• **WHAT YOU HAVE TO DO**
Nothing should be output except the lines from the top of the material below through the line that contains "based on verbosity", each exactly as written.

• **RECORDS SHOWN**
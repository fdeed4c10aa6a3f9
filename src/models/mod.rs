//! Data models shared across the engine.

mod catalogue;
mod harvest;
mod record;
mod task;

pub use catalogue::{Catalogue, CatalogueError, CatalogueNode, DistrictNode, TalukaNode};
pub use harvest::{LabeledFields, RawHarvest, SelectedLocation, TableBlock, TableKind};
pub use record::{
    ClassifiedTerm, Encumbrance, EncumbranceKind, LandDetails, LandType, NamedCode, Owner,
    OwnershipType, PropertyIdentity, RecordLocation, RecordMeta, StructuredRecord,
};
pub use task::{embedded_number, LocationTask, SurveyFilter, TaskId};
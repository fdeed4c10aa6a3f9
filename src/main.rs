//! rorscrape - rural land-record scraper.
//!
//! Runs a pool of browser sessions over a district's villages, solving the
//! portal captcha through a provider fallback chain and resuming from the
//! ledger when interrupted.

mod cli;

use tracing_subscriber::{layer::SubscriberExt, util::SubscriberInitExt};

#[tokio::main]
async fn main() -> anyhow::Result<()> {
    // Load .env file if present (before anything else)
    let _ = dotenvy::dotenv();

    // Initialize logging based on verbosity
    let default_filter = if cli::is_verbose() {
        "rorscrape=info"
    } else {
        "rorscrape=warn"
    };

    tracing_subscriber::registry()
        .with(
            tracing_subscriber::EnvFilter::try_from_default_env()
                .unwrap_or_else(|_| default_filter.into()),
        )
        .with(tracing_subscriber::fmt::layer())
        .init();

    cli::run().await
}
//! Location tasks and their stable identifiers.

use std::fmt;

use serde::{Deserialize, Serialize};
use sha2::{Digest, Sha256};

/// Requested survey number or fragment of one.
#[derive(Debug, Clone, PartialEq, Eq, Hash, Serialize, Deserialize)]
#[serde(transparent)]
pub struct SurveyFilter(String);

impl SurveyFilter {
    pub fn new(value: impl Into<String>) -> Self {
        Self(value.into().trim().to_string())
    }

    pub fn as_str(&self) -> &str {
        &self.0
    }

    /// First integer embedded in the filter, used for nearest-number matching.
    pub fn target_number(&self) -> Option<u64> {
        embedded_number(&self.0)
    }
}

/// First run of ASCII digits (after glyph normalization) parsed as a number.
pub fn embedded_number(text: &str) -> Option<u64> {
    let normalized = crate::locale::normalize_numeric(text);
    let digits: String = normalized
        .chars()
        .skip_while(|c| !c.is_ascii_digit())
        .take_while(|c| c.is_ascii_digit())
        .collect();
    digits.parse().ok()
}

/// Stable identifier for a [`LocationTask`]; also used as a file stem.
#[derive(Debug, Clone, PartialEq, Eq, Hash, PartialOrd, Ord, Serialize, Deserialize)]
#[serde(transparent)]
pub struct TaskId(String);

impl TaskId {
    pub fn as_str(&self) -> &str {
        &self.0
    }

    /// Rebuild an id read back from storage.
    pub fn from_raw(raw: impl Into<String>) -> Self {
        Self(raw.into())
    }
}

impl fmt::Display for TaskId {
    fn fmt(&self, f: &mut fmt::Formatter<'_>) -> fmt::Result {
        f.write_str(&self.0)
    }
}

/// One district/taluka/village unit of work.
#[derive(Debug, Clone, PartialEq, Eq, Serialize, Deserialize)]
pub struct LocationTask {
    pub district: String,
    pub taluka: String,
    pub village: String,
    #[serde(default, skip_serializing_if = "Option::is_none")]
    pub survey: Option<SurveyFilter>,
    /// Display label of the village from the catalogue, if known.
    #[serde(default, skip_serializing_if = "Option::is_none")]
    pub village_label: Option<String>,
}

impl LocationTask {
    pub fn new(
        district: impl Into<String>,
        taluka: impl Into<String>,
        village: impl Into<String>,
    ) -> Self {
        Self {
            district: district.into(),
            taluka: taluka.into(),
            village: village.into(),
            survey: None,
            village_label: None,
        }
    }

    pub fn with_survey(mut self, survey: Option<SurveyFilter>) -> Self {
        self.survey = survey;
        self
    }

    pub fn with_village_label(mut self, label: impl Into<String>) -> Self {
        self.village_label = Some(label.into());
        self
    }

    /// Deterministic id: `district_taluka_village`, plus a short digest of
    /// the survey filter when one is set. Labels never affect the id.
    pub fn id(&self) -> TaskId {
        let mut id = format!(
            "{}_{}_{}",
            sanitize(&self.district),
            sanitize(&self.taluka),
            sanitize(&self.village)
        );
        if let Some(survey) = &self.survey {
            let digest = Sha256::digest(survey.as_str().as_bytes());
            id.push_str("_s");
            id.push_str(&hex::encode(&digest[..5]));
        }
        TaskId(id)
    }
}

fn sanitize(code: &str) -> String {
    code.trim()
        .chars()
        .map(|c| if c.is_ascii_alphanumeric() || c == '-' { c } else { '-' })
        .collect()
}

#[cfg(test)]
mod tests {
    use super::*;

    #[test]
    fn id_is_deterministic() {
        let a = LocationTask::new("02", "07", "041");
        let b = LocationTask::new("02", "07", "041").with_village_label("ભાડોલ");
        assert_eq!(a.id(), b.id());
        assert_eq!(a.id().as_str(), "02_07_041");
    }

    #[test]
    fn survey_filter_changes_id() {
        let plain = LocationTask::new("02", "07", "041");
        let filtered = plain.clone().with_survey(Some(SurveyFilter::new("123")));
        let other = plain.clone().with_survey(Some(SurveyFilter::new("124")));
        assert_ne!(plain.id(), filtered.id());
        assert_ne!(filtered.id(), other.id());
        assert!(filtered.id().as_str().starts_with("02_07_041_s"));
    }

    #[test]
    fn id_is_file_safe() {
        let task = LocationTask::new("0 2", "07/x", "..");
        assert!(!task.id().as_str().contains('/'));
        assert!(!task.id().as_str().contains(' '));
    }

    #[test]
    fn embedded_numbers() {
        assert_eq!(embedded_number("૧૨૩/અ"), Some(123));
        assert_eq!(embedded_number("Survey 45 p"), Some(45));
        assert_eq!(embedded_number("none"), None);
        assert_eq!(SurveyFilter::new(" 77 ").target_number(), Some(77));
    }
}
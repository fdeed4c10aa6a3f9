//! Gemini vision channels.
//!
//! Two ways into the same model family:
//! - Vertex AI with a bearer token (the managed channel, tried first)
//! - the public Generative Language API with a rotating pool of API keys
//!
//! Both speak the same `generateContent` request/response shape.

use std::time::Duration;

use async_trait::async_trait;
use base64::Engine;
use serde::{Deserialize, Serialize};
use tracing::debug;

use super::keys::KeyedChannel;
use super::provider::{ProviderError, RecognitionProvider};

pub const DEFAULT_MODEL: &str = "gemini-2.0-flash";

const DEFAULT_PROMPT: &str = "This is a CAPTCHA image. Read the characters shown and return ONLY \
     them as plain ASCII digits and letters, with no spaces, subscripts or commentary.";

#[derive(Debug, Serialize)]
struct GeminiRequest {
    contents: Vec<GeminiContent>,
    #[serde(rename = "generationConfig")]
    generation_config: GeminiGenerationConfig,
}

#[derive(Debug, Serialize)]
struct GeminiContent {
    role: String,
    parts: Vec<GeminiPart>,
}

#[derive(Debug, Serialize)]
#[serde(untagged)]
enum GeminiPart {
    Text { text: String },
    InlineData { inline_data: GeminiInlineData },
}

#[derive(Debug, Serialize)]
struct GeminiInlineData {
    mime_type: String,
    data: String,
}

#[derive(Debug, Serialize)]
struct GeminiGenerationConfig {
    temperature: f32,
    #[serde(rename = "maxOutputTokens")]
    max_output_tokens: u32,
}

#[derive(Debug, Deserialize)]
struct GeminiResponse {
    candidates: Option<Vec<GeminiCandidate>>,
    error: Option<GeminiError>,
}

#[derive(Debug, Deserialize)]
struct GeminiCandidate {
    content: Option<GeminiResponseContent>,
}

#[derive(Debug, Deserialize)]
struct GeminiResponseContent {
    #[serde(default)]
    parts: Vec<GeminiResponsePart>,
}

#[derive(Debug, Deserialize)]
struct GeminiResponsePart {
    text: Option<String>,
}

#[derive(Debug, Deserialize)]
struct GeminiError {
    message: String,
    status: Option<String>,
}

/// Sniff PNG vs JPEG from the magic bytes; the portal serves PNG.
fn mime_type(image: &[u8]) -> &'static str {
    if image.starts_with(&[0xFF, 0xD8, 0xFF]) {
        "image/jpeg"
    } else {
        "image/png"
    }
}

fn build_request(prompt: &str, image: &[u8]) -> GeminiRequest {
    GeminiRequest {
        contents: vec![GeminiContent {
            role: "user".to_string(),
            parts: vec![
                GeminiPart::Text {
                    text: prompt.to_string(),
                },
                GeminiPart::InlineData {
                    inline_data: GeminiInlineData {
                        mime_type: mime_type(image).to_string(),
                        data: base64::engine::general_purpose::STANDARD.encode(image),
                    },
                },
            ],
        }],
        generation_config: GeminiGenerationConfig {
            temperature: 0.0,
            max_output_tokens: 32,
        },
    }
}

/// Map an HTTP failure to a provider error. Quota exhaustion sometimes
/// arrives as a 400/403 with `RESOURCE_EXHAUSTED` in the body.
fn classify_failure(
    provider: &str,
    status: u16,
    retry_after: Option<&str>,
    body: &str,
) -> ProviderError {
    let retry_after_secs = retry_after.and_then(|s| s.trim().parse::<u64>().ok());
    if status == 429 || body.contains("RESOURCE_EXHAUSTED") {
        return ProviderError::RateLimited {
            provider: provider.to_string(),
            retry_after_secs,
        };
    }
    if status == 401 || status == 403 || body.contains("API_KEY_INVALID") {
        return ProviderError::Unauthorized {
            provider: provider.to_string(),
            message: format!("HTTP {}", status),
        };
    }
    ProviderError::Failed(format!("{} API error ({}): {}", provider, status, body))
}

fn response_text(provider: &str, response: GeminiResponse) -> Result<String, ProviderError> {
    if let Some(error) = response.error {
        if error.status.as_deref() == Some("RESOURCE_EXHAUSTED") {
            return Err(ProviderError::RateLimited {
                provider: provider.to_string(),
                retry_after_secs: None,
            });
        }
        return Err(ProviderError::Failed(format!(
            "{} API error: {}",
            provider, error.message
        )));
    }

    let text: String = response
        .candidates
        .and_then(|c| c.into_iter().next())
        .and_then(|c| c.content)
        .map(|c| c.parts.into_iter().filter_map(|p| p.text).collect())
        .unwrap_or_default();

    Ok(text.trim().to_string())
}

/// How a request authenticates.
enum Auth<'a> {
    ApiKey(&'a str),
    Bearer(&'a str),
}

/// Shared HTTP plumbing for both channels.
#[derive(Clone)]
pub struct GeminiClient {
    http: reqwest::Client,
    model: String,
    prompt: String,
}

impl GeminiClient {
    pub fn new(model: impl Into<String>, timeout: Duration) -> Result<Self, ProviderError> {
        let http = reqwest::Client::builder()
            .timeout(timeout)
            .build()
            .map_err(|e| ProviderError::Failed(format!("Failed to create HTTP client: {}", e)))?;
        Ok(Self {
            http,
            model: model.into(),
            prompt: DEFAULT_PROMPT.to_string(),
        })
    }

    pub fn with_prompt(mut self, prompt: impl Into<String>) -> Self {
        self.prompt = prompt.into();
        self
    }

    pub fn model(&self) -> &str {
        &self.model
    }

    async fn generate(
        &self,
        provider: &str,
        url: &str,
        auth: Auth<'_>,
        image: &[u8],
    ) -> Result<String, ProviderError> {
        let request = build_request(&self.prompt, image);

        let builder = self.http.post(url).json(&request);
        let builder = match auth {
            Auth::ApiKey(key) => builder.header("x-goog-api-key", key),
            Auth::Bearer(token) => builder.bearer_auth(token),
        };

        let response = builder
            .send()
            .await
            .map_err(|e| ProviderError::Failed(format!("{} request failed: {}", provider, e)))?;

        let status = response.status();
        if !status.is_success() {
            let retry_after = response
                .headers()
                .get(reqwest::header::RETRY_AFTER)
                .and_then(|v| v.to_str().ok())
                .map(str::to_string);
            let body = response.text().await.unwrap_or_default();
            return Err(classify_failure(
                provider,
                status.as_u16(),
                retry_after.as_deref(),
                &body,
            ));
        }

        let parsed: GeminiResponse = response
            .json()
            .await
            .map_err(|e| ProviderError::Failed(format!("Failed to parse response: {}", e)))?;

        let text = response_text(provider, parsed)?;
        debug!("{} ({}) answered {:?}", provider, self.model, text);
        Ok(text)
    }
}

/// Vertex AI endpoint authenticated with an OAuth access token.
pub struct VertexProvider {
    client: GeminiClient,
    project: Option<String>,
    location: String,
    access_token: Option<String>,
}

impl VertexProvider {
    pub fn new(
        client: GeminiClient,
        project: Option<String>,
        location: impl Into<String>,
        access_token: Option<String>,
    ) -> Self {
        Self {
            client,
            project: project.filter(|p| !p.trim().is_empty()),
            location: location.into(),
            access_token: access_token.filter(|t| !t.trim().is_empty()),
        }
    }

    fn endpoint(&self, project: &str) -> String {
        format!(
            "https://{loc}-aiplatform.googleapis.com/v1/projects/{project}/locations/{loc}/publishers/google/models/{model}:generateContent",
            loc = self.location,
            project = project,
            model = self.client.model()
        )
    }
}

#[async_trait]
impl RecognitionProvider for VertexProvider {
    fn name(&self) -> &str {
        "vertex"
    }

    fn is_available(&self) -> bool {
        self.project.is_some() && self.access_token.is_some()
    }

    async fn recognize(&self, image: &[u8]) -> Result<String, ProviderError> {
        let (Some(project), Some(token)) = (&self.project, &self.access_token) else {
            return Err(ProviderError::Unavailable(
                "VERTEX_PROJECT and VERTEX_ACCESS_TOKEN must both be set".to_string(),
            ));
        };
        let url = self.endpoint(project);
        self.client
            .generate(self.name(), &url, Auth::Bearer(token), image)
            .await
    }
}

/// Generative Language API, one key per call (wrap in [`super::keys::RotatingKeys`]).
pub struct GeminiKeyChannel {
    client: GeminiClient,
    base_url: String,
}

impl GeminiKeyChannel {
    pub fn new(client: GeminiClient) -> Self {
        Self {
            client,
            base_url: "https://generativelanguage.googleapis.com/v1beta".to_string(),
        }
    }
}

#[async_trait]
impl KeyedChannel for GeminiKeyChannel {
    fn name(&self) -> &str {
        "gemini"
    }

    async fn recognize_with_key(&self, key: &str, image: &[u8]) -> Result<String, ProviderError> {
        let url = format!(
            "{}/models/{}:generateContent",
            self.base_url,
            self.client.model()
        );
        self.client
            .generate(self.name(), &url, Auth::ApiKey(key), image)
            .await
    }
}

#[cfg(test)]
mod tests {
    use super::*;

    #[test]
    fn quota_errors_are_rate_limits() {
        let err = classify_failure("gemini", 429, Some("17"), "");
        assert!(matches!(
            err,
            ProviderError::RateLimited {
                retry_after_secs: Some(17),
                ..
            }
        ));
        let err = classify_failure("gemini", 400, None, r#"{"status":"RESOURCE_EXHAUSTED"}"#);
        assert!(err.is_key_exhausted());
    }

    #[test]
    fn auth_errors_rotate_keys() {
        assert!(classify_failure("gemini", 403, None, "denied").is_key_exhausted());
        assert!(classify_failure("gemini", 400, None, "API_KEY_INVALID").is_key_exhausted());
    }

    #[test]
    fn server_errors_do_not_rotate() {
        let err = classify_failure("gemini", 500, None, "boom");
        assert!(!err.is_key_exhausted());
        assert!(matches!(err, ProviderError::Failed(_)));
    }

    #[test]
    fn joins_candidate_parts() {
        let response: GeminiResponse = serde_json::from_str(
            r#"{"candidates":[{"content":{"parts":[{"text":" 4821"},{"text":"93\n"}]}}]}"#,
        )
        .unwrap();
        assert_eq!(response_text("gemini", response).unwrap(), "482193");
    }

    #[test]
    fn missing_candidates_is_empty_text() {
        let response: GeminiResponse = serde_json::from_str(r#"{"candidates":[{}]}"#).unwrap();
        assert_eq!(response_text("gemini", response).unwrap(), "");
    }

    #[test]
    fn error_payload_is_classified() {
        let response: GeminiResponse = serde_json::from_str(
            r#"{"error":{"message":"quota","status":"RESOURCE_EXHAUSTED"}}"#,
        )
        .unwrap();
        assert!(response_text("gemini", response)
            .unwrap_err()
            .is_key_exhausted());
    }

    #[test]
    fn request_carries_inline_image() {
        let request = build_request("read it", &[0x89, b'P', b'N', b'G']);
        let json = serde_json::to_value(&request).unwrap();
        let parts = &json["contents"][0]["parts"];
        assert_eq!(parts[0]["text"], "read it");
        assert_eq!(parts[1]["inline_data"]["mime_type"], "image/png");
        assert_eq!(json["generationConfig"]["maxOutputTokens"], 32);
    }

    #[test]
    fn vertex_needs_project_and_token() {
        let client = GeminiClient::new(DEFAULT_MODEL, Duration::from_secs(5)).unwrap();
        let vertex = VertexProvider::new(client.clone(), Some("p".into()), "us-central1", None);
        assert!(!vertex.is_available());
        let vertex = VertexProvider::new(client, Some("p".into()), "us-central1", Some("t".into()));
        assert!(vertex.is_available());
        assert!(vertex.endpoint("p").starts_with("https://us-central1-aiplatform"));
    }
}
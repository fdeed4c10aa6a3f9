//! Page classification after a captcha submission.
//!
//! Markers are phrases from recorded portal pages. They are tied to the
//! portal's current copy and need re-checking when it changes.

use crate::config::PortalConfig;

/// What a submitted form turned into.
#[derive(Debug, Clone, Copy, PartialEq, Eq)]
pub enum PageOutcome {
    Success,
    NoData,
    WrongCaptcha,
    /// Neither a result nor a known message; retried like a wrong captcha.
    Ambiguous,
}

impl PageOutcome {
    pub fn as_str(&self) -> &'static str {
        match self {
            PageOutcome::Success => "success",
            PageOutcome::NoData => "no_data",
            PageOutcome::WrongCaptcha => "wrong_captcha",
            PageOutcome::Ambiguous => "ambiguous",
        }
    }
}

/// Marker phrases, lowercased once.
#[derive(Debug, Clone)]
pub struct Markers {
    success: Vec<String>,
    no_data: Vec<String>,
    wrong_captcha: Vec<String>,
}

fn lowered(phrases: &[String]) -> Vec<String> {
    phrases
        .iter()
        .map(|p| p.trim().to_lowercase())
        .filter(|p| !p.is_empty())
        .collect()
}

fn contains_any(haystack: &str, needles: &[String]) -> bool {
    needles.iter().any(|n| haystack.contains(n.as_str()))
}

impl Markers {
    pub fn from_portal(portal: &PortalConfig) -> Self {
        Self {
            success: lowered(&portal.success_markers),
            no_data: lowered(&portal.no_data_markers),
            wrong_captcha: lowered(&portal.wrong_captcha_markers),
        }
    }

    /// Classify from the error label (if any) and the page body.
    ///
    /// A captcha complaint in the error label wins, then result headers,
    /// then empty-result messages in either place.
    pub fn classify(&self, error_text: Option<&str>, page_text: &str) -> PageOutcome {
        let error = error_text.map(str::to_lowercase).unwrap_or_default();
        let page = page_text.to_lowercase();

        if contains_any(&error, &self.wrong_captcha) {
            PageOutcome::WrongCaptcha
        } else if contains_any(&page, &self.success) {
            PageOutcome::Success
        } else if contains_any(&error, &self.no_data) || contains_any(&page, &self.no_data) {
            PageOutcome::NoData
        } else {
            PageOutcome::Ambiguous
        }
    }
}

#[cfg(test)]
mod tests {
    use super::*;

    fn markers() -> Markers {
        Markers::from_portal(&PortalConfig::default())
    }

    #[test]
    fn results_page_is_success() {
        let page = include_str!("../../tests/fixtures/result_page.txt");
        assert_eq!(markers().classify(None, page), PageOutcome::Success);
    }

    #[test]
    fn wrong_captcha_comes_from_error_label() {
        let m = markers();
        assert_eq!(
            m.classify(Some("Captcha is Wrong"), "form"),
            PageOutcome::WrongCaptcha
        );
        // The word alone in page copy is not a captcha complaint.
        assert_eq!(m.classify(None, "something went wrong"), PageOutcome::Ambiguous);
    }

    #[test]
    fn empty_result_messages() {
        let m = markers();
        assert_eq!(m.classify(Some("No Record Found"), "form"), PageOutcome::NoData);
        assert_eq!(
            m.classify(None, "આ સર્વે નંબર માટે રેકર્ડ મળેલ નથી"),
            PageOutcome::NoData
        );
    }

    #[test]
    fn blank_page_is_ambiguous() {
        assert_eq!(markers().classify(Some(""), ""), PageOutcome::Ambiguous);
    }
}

• **OUTPUT OF THE EXERCISE**
repository fdeed4c10aa6a3f9
filename src/models/mod.rs
//! Data models shared across the engine.

mod catalogue;
mod harvest;
mod record;
mod task;

pub use catalogue::{Catalogue, CatalogueError, CatalogueNode, DistrictNode, TalukaNode};
pub use harvest::{LabeledFields, RawHarvest, SelectedLocation, TableBlock, TableKind};
pub use record::{
    ClassifiedTerm, Encumbrance, EncumbranceKind, LandDetails, LandType, NamedCode, Owner,
    OwnershipType, PropertyIdentity, RecordLocation, RecordMeta, StructuredRecord,
};
pub use task::{embedded_number, LocationTask, SurveyFilter, TaskId};
repository fdeed4c10aa6a3f9
filename src/main.rs
//! rorscrape - rural land-record scraper.
//!
//! Runs a pool of browser sessions over a district's villages, solving the
//! portal captcha through a provider fallback chain and resuming from the
//! ledger when interrupted.

mod cli;

use tracing_subscriber::{layer::SubscriberExt, util::SubscriberInitExt};

#[tokio::main]
async fn main() -> anyhow::Result<()> {
    // Load .env file if present (before anything else)
    let _ = dotenvy::dotenv();

    // Initialize logging based on verbosity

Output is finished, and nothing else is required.